Data for this exercise »
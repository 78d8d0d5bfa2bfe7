//! Task management commands for CLI.

use chrono::{DateTime, Utc};
use clap::Subcommand;
use cluckplan_core::{Config, TaskCategory};

use super::{open_store, print_json, CmdResult};

#[derive(Subcommand)]
pub enum TaskAction {
    /// Add a task
    Add {
        /// Task title
        title: String,
        /// work, personal, health, learning or other
        #[arg(long, default_value = "other")]
        category: TaskCategory,
        /// Scheduled time (RFC 3339)
        #[arg(long)]
        at: Option<DateTime<Utc>>,
    },
    /// List tasks
    List {
        /// Only tasks not yet done
        #[arg(long, conflicts_with = "completed")]
        pending: bool,
        /// Only finished tasks
        #[arg(long)]
        completed: bool,
    },
    /// Flip a task between done and not done
    Toggle {
        /// Task ID
        id: String,
    },
    /// Delete a task
    Delete {
        /// Task ID
        id: String,
    },
    /// Completed versus total tasks
    Progress,
}

pub fn run(action: TaskAction) -> CmdResult {
    let config = Config::load_or_default();
    let mut store = open_store(&config)?;

    match action {
        TaskAction::Add {
            title,
            category,
            at,
        } => {
            let task = store.add_task(title, category, at);
            print_json(&store, &task)?;
        }
        TaskAction::List { pending, completed } => {
            let tasks: Vec<_> = if pending {
                store.pending_tasks()
            } else if completed {
                store.completed_tasks()
            } else {
                store.tasks().iter().collect()
            };
            print_json(&store, &tasks)?;
        }
        TaskAction::Toggle { id } => {
            store.toggle_task(&id)?;
            let task = store.task(&id);
            print_json(&store, &task)?;
        }
        TaskAction::Delete { id } => {
            let task = store.delete_task(&id)?;
            print_json(&store, &task)?;
        }
        TaskAction::Progress => {
            print_json(
                &store,
                &serde_json::json!({
                    "completed": store.completed_tasks().len(),
                    "total": store.tasks().len(),
                    "progress": store.completion_progress(),
                }),
            )?;
        }
    }
    Ok(())
}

What you are asked to do » Extract every line containing the string "TaskAction" from the data above.

Answer for this exercise »
pub enum TaskAction {
pub fn run(action: TaskAction) -> CmdResult {
        TaskAction::Add {
        TaskAction::List { pending, completed } => {
        TaskAction::Toggle { id } => {
        TaskAction::Delete { id } => {
        TaskAction::Progress => {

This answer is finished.